## Supplied records
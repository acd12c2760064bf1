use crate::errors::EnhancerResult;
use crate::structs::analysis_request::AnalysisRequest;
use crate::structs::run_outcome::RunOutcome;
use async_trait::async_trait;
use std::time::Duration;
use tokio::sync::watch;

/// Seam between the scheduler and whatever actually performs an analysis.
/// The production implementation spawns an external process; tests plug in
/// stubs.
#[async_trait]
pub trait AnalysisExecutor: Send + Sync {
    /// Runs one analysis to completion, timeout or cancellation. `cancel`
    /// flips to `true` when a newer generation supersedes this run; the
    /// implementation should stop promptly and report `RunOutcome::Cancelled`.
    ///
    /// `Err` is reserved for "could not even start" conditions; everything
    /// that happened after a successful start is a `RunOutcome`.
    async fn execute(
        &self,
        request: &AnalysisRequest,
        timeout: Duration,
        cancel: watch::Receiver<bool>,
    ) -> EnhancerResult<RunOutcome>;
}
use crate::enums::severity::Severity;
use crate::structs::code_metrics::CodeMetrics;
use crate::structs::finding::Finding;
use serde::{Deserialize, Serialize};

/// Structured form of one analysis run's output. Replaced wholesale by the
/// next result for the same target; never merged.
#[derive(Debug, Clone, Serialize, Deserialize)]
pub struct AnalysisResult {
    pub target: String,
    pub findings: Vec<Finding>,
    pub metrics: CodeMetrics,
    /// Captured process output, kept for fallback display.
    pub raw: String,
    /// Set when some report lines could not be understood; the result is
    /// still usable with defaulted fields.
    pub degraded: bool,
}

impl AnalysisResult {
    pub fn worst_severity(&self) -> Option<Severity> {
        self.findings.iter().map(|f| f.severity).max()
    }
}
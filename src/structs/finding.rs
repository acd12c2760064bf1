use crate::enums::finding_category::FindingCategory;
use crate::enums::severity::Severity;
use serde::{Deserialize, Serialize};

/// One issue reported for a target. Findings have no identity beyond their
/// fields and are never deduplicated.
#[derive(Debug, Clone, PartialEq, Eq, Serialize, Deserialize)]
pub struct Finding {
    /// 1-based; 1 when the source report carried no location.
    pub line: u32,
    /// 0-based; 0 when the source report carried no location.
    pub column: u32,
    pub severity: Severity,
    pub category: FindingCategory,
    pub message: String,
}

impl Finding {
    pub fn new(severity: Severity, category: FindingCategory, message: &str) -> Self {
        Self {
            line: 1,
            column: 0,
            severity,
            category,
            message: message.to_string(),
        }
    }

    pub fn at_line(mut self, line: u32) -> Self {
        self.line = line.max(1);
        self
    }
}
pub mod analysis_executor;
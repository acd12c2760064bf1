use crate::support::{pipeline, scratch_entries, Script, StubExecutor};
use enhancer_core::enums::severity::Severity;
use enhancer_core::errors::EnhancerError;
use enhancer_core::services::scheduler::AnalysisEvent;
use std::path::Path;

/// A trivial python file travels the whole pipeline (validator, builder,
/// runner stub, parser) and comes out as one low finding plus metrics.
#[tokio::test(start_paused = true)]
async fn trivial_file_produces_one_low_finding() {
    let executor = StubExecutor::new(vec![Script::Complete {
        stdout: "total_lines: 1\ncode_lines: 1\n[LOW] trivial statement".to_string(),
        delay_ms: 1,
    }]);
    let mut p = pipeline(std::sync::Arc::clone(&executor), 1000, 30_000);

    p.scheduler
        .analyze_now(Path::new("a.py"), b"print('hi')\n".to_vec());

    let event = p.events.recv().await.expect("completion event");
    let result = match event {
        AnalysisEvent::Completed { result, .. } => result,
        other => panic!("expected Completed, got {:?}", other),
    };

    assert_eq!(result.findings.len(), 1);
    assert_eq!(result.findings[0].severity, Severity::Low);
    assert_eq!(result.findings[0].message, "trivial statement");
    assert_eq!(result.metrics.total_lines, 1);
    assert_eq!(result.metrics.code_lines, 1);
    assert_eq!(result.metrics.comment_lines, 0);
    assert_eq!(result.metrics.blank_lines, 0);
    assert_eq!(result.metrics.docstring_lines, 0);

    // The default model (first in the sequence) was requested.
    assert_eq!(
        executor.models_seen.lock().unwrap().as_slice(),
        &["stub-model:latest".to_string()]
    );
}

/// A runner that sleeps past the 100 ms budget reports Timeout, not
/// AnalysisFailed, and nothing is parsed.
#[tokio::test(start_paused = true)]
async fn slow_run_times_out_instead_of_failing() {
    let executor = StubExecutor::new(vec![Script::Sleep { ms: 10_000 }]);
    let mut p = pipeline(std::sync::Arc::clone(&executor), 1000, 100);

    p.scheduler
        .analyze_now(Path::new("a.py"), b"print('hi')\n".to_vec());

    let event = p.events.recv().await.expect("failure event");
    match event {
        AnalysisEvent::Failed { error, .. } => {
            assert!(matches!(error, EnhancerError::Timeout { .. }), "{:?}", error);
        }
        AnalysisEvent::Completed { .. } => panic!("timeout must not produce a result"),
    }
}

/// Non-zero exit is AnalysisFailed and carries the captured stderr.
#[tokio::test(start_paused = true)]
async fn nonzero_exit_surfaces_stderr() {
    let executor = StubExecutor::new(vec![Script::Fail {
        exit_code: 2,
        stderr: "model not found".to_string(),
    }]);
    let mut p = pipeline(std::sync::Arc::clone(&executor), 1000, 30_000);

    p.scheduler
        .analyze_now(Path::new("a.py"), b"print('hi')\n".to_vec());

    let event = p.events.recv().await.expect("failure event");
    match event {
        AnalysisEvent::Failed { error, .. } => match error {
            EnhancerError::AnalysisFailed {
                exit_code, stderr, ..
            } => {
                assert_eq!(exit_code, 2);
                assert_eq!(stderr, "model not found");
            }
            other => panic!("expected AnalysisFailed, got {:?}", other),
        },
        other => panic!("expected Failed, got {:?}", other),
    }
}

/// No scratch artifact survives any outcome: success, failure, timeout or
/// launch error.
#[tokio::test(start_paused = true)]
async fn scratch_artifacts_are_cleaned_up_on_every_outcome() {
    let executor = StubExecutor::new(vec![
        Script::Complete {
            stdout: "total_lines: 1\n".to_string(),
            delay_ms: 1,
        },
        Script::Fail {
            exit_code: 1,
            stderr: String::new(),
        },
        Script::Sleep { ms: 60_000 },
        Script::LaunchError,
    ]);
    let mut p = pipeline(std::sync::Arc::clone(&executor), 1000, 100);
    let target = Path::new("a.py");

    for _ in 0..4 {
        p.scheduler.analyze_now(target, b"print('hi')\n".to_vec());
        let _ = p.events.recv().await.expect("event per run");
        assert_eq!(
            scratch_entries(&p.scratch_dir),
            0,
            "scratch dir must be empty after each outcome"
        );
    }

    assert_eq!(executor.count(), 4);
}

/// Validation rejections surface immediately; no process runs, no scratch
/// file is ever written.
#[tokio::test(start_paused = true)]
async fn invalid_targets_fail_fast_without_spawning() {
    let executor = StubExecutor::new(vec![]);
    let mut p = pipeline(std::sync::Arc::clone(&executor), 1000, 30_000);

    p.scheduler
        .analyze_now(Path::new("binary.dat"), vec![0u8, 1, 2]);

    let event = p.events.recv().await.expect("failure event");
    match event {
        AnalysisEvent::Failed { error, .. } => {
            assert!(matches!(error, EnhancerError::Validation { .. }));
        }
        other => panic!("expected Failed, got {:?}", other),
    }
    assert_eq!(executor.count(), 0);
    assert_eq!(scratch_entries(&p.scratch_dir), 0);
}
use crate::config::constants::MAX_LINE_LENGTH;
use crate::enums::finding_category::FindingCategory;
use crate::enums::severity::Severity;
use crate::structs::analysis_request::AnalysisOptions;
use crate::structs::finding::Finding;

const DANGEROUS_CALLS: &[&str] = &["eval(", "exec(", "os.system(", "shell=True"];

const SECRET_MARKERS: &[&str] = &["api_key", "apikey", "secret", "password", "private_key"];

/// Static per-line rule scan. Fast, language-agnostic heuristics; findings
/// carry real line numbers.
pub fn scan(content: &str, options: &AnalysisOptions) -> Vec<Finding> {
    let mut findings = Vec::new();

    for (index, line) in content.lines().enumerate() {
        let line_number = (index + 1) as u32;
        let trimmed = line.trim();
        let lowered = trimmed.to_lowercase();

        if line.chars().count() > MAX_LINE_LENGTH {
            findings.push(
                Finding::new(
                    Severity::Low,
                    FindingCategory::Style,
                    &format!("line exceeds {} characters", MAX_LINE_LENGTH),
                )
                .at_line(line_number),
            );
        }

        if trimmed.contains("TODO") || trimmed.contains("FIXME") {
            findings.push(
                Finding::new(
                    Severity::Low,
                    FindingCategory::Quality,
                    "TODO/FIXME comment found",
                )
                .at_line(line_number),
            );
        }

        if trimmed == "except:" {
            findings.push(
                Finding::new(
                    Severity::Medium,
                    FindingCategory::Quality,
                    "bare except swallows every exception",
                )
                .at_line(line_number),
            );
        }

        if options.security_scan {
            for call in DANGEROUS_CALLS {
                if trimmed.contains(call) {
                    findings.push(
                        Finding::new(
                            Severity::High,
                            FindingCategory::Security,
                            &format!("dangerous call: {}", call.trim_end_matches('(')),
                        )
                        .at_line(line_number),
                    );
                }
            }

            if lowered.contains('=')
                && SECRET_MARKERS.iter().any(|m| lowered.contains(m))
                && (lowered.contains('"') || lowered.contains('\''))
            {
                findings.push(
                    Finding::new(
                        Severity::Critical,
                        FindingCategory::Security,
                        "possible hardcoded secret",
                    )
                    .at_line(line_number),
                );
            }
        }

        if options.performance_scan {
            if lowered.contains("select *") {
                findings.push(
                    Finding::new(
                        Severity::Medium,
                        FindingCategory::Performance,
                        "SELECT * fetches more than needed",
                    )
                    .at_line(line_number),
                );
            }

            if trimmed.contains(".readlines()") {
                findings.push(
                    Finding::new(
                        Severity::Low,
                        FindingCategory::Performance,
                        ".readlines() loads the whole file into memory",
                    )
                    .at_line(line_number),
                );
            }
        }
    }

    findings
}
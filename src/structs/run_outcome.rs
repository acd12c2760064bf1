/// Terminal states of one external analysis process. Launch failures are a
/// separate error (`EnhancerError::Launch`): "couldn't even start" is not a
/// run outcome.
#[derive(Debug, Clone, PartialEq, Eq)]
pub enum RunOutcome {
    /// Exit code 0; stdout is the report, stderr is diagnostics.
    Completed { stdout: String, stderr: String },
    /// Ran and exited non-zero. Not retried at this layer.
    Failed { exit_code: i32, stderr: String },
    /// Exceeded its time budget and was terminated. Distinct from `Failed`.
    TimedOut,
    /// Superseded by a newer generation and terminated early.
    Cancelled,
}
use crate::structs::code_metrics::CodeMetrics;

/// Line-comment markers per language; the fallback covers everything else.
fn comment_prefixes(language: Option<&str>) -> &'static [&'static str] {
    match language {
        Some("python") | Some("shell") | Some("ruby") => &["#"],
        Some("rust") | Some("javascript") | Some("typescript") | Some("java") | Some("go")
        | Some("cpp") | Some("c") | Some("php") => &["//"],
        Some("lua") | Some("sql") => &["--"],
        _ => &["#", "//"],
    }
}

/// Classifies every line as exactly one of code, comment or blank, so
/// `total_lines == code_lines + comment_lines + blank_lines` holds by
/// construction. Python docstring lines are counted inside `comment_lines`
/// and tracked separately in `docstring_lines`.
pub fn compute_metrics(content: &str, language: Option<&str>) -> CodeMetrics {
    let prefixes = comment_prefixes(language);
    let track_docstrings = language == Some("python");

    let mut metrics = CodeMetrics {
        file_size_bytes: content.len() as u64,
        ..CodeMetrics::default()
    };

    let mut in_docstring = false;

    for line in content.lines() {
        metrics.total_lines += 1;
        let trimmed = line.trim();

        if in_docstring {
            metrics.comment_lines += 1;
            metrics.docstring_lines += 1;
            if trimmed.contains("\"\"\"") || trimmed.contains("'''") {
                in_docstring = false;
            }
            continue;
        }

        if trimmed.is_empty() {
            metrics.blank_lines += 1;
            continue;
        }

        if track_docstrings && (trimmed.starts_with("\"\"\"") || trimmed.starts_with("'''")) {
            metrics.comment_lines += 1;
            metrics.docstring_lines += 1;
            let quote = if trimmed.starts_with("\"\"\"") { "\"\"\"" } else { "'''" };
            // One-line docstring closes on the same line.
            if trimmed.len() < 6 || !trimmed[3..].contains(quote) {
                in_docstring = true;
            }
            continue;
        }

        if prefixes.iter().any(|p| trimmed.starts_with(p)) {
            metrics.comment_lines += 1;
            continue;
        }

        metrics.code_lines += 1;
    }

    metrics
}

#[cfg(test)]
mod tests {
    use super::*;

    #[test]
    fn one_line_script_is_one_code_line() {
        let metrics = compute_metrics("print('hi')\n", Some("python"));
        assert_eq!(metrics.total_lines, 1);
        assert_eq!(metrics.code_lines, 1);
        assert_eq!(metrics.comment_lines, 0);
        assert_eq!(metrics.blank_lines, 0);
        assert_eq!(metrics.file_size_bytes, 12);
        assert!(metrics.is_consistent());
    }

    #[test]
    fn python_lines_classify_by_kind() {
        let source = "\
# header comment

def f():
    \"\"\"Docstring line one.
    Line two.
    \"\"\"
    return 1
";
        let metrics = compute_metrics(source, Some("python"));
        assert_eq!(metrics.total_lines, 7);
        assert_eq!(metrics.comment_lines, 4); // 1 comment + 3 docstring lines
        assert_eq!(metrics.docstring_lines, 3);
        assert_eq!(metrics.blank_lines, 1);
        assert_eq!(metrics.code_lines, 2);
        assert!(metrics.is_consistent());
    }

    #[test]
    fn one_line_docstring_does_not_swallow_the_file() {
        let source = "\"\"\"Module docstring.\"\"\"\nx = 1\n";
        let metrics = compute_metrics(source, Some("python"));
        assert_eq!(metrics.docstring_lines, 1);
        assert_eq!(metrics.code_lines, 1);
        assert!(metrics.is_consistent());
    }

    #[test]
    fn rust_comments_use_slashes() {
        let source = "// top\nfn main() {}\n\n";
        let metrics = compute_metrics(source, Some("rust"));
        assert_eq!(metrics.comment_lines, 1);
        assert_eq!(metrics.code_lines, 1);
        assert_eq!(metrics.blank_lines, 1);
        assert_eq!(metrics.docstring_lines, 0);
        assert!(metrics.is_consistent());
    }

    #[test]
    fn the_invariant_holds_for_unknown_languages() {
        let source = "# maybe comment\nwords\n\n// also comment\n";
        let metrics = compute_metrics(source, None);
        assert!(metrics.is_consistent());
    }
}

## Task details
Where the word "newer" appears in a line of the data above, tally that line; then give the total and nothing more.

## Written response
2